BEGIN Records for the task

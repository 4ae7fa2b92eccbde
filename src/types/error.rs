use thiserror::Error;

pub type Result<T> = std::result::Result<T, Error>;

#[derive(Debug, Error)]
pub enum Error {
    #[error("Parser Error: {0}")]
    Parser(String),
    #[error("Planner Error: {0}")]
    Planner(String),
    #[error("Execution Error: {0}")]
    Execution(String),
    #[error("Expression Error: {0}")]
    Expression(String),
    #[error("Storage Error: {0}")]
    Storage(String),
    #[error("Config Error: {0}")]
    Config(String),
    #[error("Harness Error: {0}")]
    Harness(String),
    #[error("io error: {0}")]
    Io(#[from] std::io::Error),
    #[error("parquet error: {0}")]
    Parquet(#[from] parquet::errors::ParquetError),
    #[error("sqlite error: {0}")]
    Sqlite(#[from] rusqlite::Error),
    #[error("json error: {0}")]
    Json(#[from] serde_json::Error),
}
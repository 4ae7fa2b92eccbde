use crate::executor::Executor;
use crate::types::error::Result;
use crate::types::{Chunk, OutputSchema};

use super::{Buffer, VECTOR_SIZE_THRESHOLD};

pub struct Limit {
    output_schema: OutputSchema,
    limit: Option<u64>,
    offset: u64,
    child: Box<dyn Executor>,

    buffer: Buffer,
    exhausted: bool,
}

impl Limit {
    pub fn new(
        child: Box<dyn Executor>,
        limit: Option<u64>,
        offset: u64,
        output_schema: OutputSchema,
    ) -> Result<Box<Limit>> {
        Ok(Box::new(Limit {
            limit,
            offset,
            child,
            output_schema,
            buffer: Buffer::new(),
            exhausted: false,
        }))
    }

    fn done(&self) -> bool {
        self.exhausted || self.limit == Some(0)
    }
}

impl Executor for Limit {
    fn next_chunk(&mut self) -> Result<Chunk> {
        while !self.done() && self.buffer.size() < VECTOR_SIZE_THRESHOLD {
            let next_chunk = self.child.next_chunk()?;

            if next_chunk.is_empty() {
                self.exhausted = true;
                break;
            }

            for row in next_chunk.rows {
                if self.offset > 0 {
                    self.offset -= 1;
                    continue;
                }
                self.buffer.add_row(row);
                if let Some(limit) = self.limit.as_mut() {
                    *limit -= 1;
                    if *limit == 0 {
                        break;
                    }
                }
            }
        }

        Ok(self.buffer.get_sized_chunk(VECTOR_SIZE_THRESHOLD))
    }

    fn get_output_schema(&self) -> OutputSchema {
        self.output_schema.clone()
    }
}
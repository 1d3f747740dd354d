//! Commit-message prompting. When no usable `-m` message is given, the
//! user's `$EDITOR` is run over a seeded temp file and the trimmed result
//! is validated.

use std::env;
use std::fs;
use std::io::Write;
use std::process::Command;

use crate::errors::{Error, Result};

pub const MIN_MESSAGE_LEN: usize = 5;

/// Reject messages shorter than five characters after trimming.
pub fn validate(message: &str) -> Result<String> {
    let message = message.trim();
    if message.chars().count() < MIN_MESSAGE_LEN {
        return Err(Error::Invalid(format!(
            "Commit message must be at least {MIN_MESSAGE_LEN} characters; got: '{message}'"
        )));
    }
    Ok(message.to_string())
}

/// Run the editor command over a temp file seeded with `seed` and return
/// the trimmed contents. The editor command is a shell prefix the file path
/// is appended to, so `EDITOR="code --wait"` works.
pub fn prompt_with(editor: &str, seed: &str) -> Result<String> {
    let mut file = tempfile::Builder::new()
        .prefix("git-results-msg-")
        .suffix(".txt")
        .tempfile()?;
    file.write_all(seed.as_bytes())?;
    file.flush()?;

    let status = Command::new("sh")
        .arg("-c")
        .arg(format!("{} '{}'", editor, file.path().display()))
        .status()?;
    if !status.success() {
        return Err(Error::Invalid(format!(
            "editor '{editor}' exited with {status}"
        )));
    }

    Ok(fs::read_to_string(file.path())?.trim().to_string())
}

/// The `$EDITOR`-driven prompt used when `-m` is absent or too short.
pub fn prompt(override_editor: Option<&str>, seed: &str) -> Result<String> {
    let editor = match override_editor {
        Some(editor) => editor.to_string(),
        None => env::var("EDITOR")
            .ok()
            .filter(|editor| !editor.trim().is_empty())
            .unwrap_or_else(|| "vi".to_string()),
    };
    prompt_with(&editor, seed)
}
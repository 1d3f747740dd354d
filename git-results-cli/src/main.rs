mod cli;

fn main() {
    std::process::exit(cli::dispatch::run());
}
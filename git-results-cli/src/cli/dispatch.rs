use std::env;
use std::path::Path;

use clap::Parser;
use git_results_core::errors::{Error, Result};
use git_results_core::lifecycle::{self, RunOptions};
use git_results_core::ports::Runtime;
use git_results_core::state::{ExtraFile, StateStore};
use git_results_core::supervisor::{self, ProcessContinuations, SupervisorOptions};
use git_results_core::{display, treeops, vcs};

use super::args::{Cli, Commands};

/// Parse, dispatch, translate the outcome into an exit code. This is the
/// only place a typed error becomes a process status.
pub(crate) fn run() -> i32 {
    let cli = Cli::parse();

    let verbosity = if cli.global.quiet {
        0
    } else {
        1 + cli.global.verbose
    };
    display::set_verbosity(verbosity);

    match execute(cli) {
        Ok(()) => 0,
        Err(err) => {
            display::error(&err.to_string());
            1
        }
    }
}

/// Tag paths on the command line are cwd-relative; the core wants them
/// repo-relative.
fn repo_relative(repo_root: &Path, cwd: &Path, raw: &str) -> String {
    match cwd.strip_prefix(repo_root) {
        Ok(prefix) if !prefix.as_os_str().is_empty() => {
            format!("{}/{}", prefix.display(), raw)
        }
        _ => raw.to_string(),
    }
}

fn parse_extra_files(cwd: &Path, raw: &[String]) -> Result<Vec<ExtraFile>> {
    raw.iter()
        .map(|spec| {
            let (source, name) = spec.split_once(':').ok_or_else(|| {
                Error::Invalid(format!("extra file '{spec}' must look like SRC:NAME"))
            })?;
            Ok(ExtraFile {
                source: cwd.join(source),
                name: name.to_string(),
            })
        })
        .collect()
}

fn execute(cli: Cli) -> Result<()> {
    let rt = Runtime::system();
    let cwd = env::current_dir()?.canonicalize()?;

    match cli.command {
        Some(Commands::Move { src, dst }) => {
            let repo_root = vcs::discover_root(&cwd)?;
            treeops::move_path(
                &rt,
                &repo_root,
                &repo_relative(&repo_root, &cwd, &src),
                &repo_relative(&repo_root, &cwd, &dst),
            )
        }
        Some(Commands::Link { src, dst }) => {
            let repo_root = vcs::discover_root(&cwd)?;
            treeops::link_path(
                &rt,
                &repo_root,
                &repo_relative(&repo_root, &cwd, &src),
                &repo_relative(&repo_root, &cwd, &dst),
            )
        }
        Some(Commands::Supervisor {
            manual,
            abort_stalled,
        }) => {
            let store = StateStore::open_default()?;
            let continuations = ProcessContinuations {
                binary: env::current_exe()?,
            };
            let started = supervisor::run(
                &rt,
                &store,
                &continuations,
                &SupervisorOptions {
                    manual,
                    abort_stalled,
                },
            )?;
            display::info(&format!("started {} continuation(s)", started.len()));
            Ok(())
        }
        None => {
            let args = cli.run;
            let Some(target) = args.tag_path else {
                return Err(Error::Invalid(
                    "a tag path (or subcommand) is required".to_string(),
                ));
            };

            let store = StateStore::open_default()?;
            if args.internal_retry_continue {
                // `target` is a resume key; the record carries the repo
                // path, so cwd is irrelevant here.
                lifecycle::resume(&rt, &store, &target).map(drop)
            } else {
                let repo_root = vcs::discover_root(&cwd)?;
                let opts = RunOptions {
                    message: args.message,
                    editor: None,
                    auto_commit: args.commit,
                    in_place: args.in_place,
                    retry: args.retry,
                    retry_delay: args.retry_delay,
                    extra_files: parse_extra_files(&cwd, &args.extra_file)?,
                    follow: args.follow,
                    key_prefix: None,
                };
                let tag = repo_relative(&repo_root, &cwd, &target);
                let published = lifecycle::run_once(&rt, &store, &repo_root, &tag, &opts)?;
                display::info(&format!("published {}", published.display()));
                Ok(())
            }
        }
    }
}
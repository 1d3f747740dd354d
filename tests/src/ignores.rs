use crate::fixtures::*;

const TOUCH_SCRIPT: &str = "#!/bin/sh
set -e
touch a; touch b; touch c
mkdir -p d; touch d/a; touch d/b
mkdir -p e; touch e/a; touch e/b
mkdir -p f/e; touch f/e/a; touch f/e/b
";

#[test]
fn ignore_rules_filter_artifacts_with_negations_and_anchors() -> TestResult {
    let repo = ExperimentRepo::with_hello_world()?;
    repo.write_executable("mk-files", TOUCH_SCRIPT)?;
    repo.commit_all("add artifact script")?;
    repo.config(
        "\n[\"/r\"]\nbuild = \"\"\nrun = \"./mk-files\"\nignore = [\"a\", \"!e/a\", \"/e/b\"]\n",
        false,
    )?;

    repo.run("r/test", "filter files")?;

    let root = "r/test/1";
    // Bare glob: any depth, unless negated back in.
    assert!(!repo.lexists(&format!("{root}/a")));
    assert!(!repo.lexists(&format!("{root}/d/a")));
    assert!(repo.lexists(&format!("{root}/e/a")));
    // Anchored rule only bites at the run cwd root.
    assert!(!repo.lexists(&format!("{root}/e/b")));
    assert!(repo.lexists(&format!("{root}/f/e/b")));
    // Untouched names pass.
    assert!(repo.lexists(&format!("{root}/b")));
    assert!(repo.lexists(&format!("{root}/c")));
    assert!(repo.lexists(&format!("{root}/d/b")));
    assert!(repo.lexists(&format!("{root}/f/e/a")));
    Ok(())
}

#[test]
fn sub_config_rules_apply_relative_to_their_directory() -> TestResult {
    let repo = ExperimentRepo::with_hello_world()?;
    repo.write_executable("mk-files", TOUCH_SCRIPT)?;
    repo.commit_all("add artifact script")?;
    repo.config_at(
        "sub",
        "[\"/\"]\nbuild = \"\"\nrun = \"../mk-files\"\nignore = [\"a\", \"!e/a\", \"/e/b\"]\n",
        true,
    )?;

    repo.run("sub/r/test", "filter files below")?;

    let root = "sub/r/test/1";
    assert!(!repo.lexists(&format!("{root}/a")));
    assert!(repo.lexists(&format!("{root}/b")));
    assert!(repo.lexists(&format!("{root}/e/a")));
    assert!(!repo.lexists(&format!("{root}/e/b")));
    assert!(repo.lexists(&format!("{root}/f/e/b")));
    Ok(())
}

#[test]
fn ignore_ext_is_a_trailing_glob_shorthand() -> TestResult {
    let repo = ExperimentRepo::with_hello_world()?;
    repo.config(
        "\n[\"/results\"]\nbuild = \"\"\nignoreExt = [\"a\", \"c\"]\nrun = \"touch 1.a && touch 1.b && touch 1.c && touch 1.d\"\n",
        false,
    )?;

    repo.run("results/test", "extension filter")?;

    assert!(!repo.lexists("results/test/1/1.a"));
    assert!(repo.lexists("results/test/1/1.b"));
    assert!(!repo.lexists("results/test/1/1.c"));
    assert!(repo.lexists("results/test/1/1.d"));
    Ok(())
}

END Records for the task
BEGIN Records for the task

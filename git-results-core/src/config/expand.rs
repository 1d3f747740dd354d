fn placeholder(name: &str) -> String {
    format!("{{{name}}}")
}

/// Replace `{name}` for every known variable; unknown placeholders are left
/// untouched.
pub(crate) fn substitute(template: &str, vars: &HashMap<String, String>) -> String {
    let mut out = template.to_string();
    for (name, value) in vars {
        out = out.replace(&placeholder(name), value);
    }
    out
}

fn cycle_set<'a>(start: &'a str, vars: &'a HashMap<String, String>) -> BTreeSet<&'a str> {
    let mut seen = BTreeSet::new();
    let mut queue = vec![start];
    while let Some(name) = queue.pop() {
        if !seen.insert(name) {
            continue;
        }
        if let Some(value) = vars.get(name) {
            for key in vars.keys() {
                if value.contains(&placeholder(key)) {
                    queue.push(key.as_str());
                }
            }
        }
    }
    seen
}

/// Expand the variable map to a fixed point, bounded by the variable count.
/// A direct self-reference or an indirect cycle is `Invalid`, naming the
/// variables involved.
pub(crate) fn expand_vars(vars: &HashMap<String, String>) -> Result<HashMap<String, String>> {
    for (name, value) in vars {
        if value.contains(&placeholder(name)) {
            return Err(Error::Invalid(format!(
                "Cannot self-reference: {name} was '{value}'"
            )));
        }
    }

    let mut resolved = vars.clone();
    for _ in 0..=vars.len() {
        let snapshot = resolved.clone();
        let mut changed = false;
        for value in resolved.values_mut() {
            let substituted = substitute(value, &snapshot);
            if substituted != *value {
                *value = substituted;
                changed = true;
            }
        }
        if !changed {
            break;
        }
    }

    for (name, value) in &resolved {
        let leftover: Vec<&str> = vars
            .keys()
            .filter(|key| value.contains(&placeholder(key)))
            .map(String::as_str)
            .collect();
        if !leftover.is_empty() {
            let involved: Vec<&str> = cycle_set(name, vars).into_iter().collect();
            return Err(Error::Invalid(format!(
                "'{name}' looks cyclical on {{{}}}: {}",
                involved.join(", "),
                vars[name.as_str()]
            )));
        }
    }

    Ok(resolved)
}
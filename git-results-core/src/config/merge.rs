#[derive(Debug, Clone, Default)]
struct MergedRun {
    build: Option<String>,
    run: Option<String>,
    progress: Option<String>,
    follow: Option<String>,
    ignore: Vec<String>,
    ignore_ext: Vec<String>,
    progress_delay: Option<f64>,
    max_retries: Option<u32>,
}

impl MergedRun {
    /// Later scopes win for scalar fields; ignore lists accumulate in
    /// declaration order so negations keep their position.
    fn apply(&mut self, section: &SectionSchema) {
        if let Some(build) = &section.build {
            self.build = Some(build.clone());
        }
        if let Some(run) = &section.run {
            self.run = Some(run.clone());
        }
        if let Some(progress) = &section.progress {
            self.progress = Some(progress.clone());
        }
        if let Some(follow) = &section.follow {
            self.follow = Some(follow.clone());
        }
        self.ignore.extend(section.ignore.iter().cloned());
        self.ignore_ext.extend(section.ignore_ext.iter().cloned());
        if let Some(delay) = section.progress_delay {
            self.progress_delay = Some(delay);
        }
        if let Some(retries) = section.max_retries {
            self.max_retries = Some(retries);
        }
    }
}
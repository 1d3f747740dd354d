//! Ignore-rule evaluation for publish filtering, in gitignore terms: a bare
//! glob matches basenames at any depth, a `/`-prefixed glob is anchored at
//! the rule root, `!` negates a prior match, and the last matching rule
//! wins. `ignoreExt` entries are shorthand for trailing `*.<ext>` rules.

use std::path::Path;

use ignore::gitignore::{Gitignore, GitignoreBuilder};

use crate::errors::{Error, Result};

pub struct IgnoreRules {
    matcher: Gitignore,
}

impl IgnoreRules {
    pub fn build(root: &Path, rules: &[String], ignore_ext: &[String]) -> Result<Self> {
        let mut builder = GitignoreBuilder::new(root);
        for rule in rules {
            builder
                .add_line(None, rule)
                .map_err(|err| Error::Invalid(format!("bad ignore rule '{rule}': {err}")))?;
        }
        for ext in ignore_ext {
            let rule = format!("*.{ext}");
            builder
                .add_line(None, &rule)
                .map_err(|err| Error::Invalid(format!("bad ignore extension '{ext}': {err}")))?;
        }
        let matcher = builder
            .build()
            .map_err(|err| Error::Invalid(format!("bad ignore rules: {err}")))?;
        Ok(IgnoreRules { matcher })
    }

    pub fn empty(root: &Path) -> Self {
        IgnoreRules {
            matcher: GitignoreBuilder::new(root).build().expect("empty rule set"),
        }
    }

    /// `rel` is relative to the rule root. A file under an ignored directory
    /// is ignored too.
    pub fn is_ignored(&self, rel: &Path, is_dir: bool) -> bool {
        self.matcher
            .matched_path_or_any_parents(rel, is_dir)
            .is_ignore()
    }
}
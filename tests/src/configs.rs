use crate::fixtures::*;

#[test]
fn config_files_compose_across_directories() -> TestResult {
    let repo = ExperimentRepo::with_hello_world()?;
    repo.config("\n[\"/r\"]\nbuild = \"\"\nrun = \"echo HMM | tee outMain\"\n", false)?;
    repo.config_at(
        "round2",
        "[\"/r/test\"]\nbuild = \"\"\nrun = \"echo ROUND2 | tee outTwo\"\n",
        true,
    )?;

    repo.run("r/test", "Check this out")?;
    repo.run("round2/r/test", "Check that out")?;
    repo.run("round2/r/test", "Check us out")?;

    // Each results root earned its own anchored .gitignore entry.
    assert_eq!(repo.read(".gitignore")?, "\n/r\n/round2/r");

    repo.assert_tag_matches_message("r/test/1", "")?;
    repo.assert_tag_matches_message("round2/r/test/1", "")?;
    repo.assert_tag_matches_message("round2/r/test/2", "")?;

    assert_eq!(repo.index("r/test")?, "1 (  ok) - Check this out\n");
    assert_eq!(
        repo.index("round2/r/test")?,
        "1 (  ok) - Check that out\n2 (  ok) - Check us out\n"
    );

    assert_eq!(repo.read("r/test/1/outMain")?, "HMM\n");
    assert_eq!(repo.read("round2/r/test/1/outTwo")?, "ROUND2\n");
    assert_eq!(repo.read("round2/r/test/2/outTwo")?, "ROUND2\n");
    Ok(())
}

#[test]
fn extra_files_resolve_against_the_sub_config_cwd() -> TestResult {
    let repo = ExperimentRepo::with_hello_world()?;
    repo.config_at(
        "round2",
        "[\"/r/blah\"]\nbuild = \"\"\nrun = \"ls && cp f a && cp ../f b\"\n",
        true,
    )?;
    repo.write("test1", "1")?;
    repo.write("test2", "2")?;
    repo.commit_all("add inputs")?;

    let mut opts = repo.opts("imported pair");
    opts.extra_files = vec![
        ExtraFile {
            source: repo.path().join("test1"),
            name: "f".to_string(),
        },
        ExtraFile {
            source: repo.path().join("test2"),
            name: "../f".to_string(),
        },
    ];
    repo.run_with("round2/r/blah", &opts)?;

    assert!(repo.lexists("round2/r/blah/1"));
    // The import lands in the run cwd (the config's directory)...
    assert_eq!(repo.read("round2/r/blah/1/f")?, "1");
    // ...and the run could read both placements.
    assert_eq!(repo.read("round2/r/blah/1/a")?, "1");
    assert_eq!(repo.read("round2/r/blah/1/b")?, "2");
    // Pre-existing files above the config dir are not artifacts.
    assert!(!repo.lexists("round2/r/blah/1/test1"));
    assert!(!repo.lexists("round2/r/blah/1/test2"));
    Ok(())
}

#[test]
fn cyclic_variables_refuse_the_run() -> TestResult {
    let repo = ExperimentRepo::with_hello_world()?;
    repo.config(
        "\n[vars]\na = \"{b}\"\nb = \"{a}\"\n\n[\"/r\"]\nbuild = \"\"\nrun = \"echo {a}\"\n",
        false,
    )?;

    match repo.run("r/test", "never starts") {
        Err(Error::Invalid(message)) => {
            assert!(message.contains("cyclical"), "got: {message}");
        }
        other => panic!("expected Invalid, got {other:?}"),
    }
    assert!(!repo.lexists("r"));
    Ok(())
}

END Records for the task
BEGIN Records for the task

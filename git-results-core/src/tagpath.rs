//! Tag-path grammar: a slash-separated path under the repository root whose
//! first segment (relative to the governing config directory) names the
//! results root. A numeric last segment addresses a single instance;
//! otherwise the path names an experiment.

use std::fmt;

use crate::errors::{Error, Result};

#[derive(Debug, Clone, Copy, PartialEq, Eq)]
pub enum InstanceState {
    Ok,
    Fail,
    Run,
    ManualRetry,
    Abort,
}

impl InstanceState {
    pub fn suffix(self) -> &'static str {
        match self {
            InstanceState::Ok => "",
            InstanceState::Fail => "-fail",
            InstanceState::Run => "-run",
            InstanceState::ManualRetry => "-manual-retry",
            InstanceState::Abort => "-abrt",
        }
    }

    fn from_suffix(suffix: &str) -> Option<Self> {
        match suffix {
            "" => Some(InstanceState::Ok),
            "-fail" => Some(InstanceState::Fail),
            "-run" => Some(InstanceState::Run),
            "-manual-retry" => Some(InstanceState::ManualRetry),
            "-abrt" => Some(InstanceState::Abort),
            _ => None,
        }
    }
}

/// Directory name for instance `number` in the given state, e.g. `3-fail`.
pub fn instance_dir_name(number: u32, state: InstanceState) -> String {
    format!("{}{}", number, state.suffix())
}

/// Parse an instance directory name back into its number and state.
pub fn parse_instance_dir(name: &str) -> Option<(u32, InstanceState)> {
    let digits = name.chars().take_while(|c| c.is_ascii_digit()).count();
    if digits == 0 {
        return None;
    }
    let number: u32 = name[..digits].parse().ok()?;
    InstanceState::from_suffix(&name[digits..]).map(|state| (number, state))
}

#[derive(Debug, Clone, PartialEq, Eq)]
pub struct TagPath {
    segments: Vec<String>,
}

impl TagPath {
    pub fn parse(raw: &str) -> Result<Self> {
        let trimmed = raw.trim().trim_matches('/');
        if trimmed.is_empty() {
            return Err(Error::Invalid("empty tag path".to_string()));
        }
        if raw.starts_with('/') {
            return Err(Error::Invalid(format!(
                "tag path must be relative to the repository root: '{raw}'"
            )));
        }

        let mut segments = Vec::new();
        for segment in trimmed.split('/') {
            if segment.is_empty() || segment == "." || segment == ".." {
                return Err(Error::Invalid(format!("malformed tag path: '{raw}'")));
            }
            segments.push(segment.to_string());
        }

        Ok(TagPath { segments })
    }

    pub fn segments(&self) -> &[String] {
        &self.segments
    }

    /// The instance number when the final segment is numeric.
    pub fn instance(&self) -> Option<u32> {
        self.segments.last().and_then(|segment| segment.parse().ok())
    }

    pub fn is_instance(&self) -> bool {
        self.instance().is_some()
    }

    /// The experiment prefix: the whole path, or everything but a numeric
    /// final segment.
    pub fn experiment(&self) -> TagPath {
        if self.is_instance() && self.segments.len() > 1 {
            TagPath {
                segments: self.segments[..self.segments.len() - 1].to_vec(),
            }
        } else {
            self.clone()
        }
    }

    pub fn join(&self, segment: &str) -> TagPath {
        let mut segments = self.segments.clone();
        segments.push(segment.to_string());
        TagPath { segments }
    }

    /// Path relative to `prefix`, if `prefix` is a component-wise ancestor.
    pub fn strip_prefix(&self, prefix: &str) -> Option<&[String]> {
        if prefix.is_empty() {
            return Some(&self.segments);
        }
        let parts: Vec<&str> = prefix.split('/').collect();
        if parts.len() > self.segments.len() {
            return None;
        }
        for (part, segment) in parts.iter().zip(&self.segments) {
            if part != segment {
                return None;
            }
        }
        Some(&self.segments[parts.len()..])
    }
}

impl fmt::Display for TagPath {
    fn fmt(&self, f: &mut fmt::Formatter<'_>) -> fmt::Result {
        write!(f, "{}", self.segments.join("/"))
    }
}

END Records for the task

What you will do - Return every line above in which the string "seen" occurs.

Answer to this problem -
    let mut seen = BTreeSet::new();
        if !seen.insert(name) {
    seen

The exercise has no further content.